What Congress’ failure to fund COVID prevention says about our government’s capacity to protect us from the threats we face.
I’m sick and tired of COVID. I’m tired of the worry. I’m tired of having to make hard decisions about participating in normal activities (my daughter is too young to be vaccinated). I’m tired of talking about COVID with friends, family, co-workers, and random people on the street.
I bet you’re tired too.
But I’m a little more accustomed to having to think, talk, and write about serious risks to people’s health. After all, I chose this life. I trained as a physician and epidemiologist.
You (probably) did not. For most Americans, your introduction to the world of public health came through this pandemic: trying to interpret case rates, understand conditional probabilities, and wrap your mind around viral evolution. You received a public health education-by-pandemic.

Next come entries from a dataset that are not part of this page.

use axum::http::StatusCode;
use axum::response::IntoResponse;
use serde::Serialize;

#[derive(Serialize)]
pub struct ApiResponse<T> {
    success: bool,
    #[serde(skip_serializing_if = "Option::is_none")]
    data: Option<T>,
    #[serde(skip_serializing_if = "Option::is_none")]
    error: Option<String>,
    #[serde(skip)]
    status: StatusCode,
}

impl<T> ApiResponse<T> {
    pub fn ok(data: T) -> Self {
        Self {
            success: true,
            data: Some(data),
            error: None,
            status: StatusCode::OK,
        }
    }

    pub fn err(msg: &str, status: StatusCode) -> Self {
        Self {
            success: false,
            data: None,
            error: Some(msg.to_string()),
            status,
        }
    }
}

/// Success response with explicit status code
pub fn response<T>(data: T, status: StatusCode) -> ApiResponse<T> {
    let mut resp = ApiResponse::ok(data);
    resp.status = status;
    resp
}

impl<T: Serialize> IntoResponse for ApiResponse<T> {
    fn into_response(self) -> axum::response::Response {
        let status = self.status;
        let json = axum::Json(self);
        (status, json).into_response()
    }
}

/// Errors coming out of endpoint logic, by origin.
/// Everything infrastructure-related collapses into `Internal`
/// at the `From` conversions in database/conn.rs.
#[derive(Debug)]
pub enum AppError {
    BadRequest(&'static str),
    Unauthorized(&'static str),
    Forbidden(&'static str),
    NotFound(&'static str),
    Conflict(&'static str),
    Internal(String),
}

impl AppError {
    fn parts(&self) -> (StatusCode, &str) {
        match self {
            AppError::BadRequest(code) => (StatusCode::BAD_REQUEST, code),
            AppError::Unauthorized(code) => (StatusCode::UNAUTHORIZED, code),
            AppError::Forbidden(code) => (StatusCode::FORBIDDEN, code),
            AppError::NotFound(code) => (StatusCode::NOT_FOUND, code),
            AppError::Conflict(code) => (StatusCode::CONFLICT, code),
            AppError::Internal(code) => (StatusCode::INTERNAL_SERVER_ERROR, code),
        }
    }
}

impl IntoResponse for AppError {
    fn into_response(self) -> axum::response::Response {
        let (status, code) = self.parts();
        ApiResponse::<()>::err(code, status).into_response()
    }
}

/// Domain-level failures, mapped to AppError codes in one place
/// so endpoints can `?` them without repeating status choices.
#[derive(Debug, Clone, Copy)]
pub enum FuncError {
    Unauthorized,
    InvalidToken,
    ExpiredToken,
    InvalidCredentials,
    UserNotFound,
    UsernameTaken,
    EmailTaken,
    PostNotFound,
    CommentNotFound,
    NotAuthor,
    ReplyToReply,
    ReplyWrongPost,
    SelfTarget,
}

impl From<FuncError> for AppError {
    fn from(err: FuncError) -> Self {
        match err {
            FuncError::Unauthorized => AppError::Unauthorized("UNAUTHORIZED"),
            FuncError::InvalidToken => AppError::Unauthorized("INVALID_TOKEN"),
            FuncError::ExpiredToken => AppError::Unauthorized("EXPIRED_TOKEN"),
            FuncError::InvalidCredentials => AppError::Unauthorized("INVALID_CREDENTIALS"),
            FuncError::UserNotFound => AppError::NotFound("USER_NOT_FOUND"),
            FuncError::UsernameTaken => AppError::Conflict("USERNAME_TAKEN"),
            FuncError::EmailTaken => AppError::Conflict("EMAIL_TAKEN"),
            FuncError::PostNotFound => AppError::NotFound("POST_NOT_FOUND"),
            FuncError::CommentNotFound => AppError::NotFound("COMMENT_NOT_FOUND"),
            FuncError::NotAuthor => AppError::Forbidden("NOT_AUTHOR"),
            FuncError::ReplyToReply => AppError::BadRequest("REPLY_TO_REPLY"),
            FuncError::ReplyWrongPost => AppError::BadRequest("REPLY_WRONG_POST"),
            FuncError::SelfTarget => AppError::BadRequest("SELF_TARGET"),
        }
    }
}
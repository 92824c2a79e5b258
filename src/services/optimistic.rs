use serde::Serialize;

use crate::services::reactions::{Membership, ReactionAction, ReactionStep, apply, plan};

/// The reaction state a client renders for one post: the counters
/// shown next to the buttons plus the viewer's own membership.
#[derive(Debug, Clone, Copy, PartialEq, Eq, Serialize)]
pub struct ReactionView {
    pub likes_count: i64,
    pub dislikes_count: i64,
    #[serde(flatten)]
    pub membership: Membership,
}

impl ReactionView {
    pub fn new(likes_count: i64, dislikes_count: i64, membership: Membership) -> Self {
        Self {
            likes_count,
            dislikes_count,
            membership,
        }
    }

    fn apply_step(&mut self, step: ReactionStep) {
        match step {
            ReactionStep::AddLike => self.likes_count += 1,
            ReactionStep::RemoveLike => self.likes_count -= 1,
            ReactionStep::AddDislike => self.dislikes_count += 1,
            ReactionStep::RemoveDislike => self.dislikes_count -= 1,
            ReactionStep::SwitchToLike => {
                self.likes_count += 1;
                self.dislikes_count -= 1;
            }
            ReactionStep::SwitchToDislike => {
                self.dislikes_count += 1;
                self.likes_count -= 1;
            }
        }
        self.membership = apply(step, self.membership);
    }
}

/// Speculatively apply `action` to `view`, then await the matching
/// server call. On failure the view is restored to the exact
/// pre-action snapshot and the error is passed through, so the
/// rendered state is always either the old or the new truth.
///
/// Returns whether anything was applied; a planned no-op sends nothing.
pub async fn optimistic<F, Fut, E>(
    view: &mut ReactionView,
    action: ReactionAction,
    send: F,
) -> Result<bool, E>
where
    F: FnOnce() -> Fut,
    Fut: Future<Output = Result<(), E>>,
{
    let Some(step) = plan(action, view.membership) else {
        return Ok(false);
    };

    let snapshot = *view;
    view.apply_step(step);

    match send().await {
        Ok(()) => Ok(true),
        Err(err) => {
            *view = snapshot;
            Err(err)
        }
    }
}

#[cfg(test)]
mod tests {
    use super::*;

    fn neutral_view() -> ReactionView {
        ReactionView::new(10, 2, Membership::default())
    }

    async fn ok() -> Result<(), &'static str> {
        Ok(())
    }

    async fn network_down() -> Result<(), &'static str> {
        Err("NETWORK")
    }

    #[tokio::test]
    async fn successful_like_sticks() {
        let mut view = neutral_view();
        let applied = optimistic(&mut view, ReactionAction::Like, ok).await.unwrap();

        assert!(applied);
        assert_eq!(view.likes_count, 11);
        assert!(view.membership.liked);
    }

    #[tokio::test]
    async fn failed_like_reverts_exactly() {
        let mut view = neutral_view();
        let before = view;

        let result = optimistic(&mut view, ReactionAction::Like, network_down).await;

        assert_eq!(result, Err("NETWORK"));
        assert_eq!(view, before);
        assert_eq!(view.likes_count, 10);
        assert!(!view.membership.liked);
    }

    #[tokio::test]
    async fn failed_switch_reverts_both_counters() {
        let mut view = ReactionView::new(
            5,
            3,
            Membership {
                liked: false,
                disliked: true,
            },
        );
        let before = view;

        let result = optimistic(&mut view, ReactionAction::Like, network_down).await;

        assert_eq!(result, Err("NETWORK"));
        assert_eq!(view, before);
    }

    #[tokio::test]
    async fn noop_action_sends_nothing() {
        let mut view = neutral_view();
        let mut sent = false;
        let applied = optimistic(&mut view, ReactionAction::Unlike, || {
            sent = true;
            ok()
        })
        .await
        .unwrap();

        assert!(!applied);
        assert!(!sent);
        assert_eq!(view, neutral_view());
    }

    #[tokio::test]
    async fn switch_moves_one_count_each_way() {
        let mut view = neutral_view();
        optimistic(&mut view, ReactionAction::Dislike, ok).await.unwrap();
        optimistic(&mut view, ReactionAction::Like, ok).await.unwrap();

        assert_eq!(view.likes_count, 11);
        assert_eq!(view.dislikes_count, 2);
        assert!(view.membership.liked);
        assert!(!view.membership.disliked);
    }
}
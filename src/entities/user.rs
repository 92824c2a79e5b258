use crate::utils::snowflake::SnowflakeGenerator;
use serde::{Deserialize, Serialize};
use serde_with::skip_serializing_none;

#[skip_serializing_none]
#[derive(Serialize, Deserialize, Debug)]
pub struct AuthUser {
    pub username: String,
    pub user_id: String,
    pub email: String,
    #[serde(skip_serializing)]
    pub password_hash: Option<String>,
}

impl AuthUser {
    pub fn created_at(&self) -> f64 {
        SnowflakeGenerator::parse(self.user_id.parse().expect("Wrong ID type")).0
    }
}

/// Struct for giving to frontend.
/// Friend/block lists and notification preferences are only
/// filled for the owner's own view ("me").
#[skip_serializing_none]
#[derive(Serialize, Deserialize, Debug)]
pub struct User {
    pub user_id: String,
    pub username: String,
    pub display_name: Option<String>,
    pub avatar_url: Option<String>,
    pub friends: Option<Vec<String>>,
    pub blocked: Option<Vec<String>>,
    pub notify_comments: Option<bool>,
    pub notify_reactions: Option<bool>,
    pub notify_friends: Option<bool>,
}

impl User {
    pub fn created_at(&self) -> f64 {
        SnowflakeGenerator::parse(self.user_id.parse().expect("Wrong ID type")).0
    }
}
use crate::utils::snowflake::SnowflakeGenerator;
use serde::{Deserialize, Serialize};
use serde_with::skip_serializing_none;

#[skip_serializing_none]
#[derive(Serialize, Deserialize, Debug, Clone)]
pub struct Comment {
    pub comment_id: String,
    pub post_id: String,
    pub user_id: String,
    pub content: String,
    pub image_url: Option<String>,
    pub is_reply: bool,
    /// Parent comment id, present iff `is_reply`
    pub reply_to: Option<String>,
    pub created_at: i64,
}

impl Comment {
    pub fn created_at(&self) -> f64 {
        SnowflakeGenerator::parse(self.comment_id.parse().expect("Wrong ID type")).0
    }
}
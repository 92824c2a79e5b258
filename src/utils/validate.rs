use axum::http::StatusCode;
use axum::{
    Json,
    extract::{FromRequest, Request},
};
use serde::de::DeserializeOwned;
use validator::Validate;

use crate::utils::response::ApiResponse;

/// Json extractor that also runs `validator` rules, rejecting
/// through the standard response envelope.
pub struct ValidatedJson<T>(pub T);

impl<B, T> FromRequest<B> for ValidatedJson<T>
where
    B: Send + Sync + 'static,
    T: DeserializeOwned + Validate,
{
    type Rejection = ApiResponse<()>;

    async fn from_request(req: Request, state: &B) -> Result<Self, Self::Rejection> {
        let Json(payload) = Json::<T>::from_request(req, state)
            .await
            .map_err(|e| ApiResponse::err(&e.to_string(), StatusCode::BAD_REQUEST))?;

        payload.validate().map_err(|e| {
            ApiResponse::err(&e.to_string(), StatusCode::UNPROCESSABLE_ENTITY)
        })?;

        Ok(ValidatedJson(payload))
    }
}
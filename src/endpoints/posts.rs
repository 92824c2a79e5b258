use axum::{
    Router,
    extract::{Path, Query, State},
    http::StatusCode,
    routing::{get, post},
};
use serde::Serialize;

use crate::{
    entities::post::Post,
    extractors::auth::AuthSession,
    get_conn,
    utils::{
        response::{ApiResponse, AppError, FuncError, response},
        state::ArcAppState,
    },
};

mod create {
    use serde::Deserialize;
    use validator::Validate;

    use super::*;
    use crate::{
        database::posts::{NewPost, create_post, get_post},
        utils::validate::ValidatedJson,
    };

    #[derive(Debug, Deserialize, Validate)]
    pub struct Payload {
        #[validate(length(min = 1, max = 128))]
        pub title: String,
        #[validate(length(min = 1, max = 4096))]
        pub content: String,
        #[validate(length(min = 0, max = 256))]
        pub image_url: Option<String>,
        #[validate(length(min = 1, max = 32))]
        pub topic: Option<String>,
        pub is_public: Option<bool>,
    }

    pub async fn handler(
        session: AuthSession,
        State(state): State<ArcAppState>,
        ValidatedJson(payload): ValidatedJson<Payload>,
    ) -> Result<ApiResponse<Post>, AppError> {
        let mut conn = get_conn!(state);
        let post_id = state.snowflake.generate().to_string();

        create_post(
            NewPost {
                post_id: &post_id,
                user_id: &session.user_id,
                title: &payload.title,
                content: &payload.content,
                image_url: payload.image_url.as_deref(),
                topic: payload.topic.as_deref(),
                is_public: payload.is_public.unwrap_or(true),
            },
            &mut conn,
        )
        .await?;

        let post = get_post(&post_id, &session.user_id, &mut conn, &state)
            .await?
            .ok_or(FuncError::PostNotFound)?;

        Ok(response(post, StatusCode::CREATED))
    }
}

mod feed {
    use serde::Deserialize;

    use super::*;
    use crate::database::posts::{FeedQuery, get_feed};

    const DEFAULT_LIMIT: i64 = 20;
    const MAX_LIMIT: i64 = 50;

    #[derive(Debug, Deserialize)]
    pub struct Params {
        pub before: Option<String>,
        pub topic: Option<String>,
        pub limit: Option<i64>,
    }

    #[derive(Debug, Serialize)]
    pub struct Returns {
        pub posts: Vec<Post>,
    }

    /// Client-supplied cursors are rejected up front instead of
    /// letting a cast blow up inside the query.
    pub(super) fn parse_cursor(raw: Option<&str>) -> Result<Option<i64>, AppError> {
        let Some(raw) = raw else {
            return Ok(None);
        };
        raw.parse::<u64>()
            .ok()
            .and_then(|v| i64::try_from(v).ok())
            .map(Some)
            .ok_or(AppError::BadRequest("INVALID_CURSOR"))
    }

    pub async fn handler(
        session: AuthSession,
        State(state): State<ArcAppState>,
        Query(params): Query<Params>,
    ) -> Result<ApiResponse<Returns>, AppError> {
        let mut conn = get_conn!(state);

        let before = parse_cursor(params.before.as_deref())?;
        let limit = params.limit.unwrap_or(DEFAULT_LIMIT).clamp(1, MAX_LIMIT);
        let posts = get_feed(
            &session.user_id,
            FeedQuery {
                before,
                topic: params.topic.as_deref(),
                limit,
            },
            &mut conn,
            &state,
        )
        .await?;

        Ok(response(Returns { posts }, StatusCode::OK))
    }
}

mod get_one {
    use super::*;
    use crate::database::posts::get_post;

    pub async fn handler(
        session: AuthSession,
        State(state): State<ArcAppState>,
        Path(post_id): Path<String>,
    ) -> Result<ApiResponse<Post>, AppError> {
        let mut conn = get_conn!(state);
        let post = get_post(&post_id, &session.user_id, &mut conn, &state)
            .await?
            .ok_or(FuncError::PostNotFound)?;

        if !post.visible_to(&session.user_id) {
            return Err(FuncError::PostNotFound.into());
        }

        Ok(response(post, StatusCode::OK))
    }
}

mod delete {
    use super::*;
    use crate::database::posts::{get_post, soft_delete_post};

    pub async fn handler(
        session: AuthSession,
        State(state): State<ArcAppState>,
        Path(post_id): Path<String>,
    ) -> Result<StatusCode, AppError> {
        let mut conn = get_conn!(state);
        let post = get_post(&post_id, &session.user_id, &mut conn, &state)
            .await?
            .ok_or(FuncError::PostNotFound)?;

        if post.user_id != session.user_id {
            return Err(FuncError::NotAuthor.into());
        }

        soft_delete_post(&post_id, &session.user_id, &mut conn).await?;
        Ok(StatusCode::NO_CONTENT)
    }
}

pub fn router() -> Router<ArcAppState> {
    Router::new()
        .route("/", post(create::handler))
        .route("/feed", get(feed::handler))
        .route("/{post_id}", get(get_one::handler).delete(delete::handler))
}

#[cfg(test)]
mod tests {
    use super::*;

    #[test]
    fn cursor_absent_is_none() {
        assert!(matches!(feed::parse_cursor(None), Ok(None)));
    }

    #[test]
    fn numeric_cursor_parses() {
        assert!(matches!(feed::parse_cursor(Some("123456789")), Ok(Some(123456789))));
    }

    #[test]
    fn garbage_cursor_is_bad_request() {
        for raw in ["abc", "-5", "12x", "", "99999999999999999999999"] {
            assert!(matches!(
                feed::parse_cursor(Some(raw)),
                Err(AppError::BadRequest("INVALID_CURSOR"))
            ));
        }
    }
}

I worry that the experience of learning about public health in crisis has left Americans with a misplaced understanding of the most fundamental characteristic of this work. Public health, if nothing else, is about prevention. Like fire safety or accident prevention, the work is best done beforehand. If you only focus on public health from crisis to crisis, you’re failing at public health. And all most Americans have known is public health during a crisis — it’s a big reason Americans’ perspective on public health is so dour.
But all this crisis response has led to the horribly misplaced assessment that once the crisis has abated, we can stop with all the public health. Yet that’s when public health is most important.
Which is why we’re failing again. On Wednesday, at the behest of their GOP colleagues, Congressional Democrats decided to drop $15.6 billion dollars of COVID preparedness funding out of a sweeping spending package. This was already down from $22.5 billion requested by President Biden in his State of the Union, itself down from the estimated $30 billion he’d need to adequately fund his priorities.
This would have been $15 billion for testing, antiviral medication, and vaccines. Things we need not just to close out the omicron surge, but prevent the next one.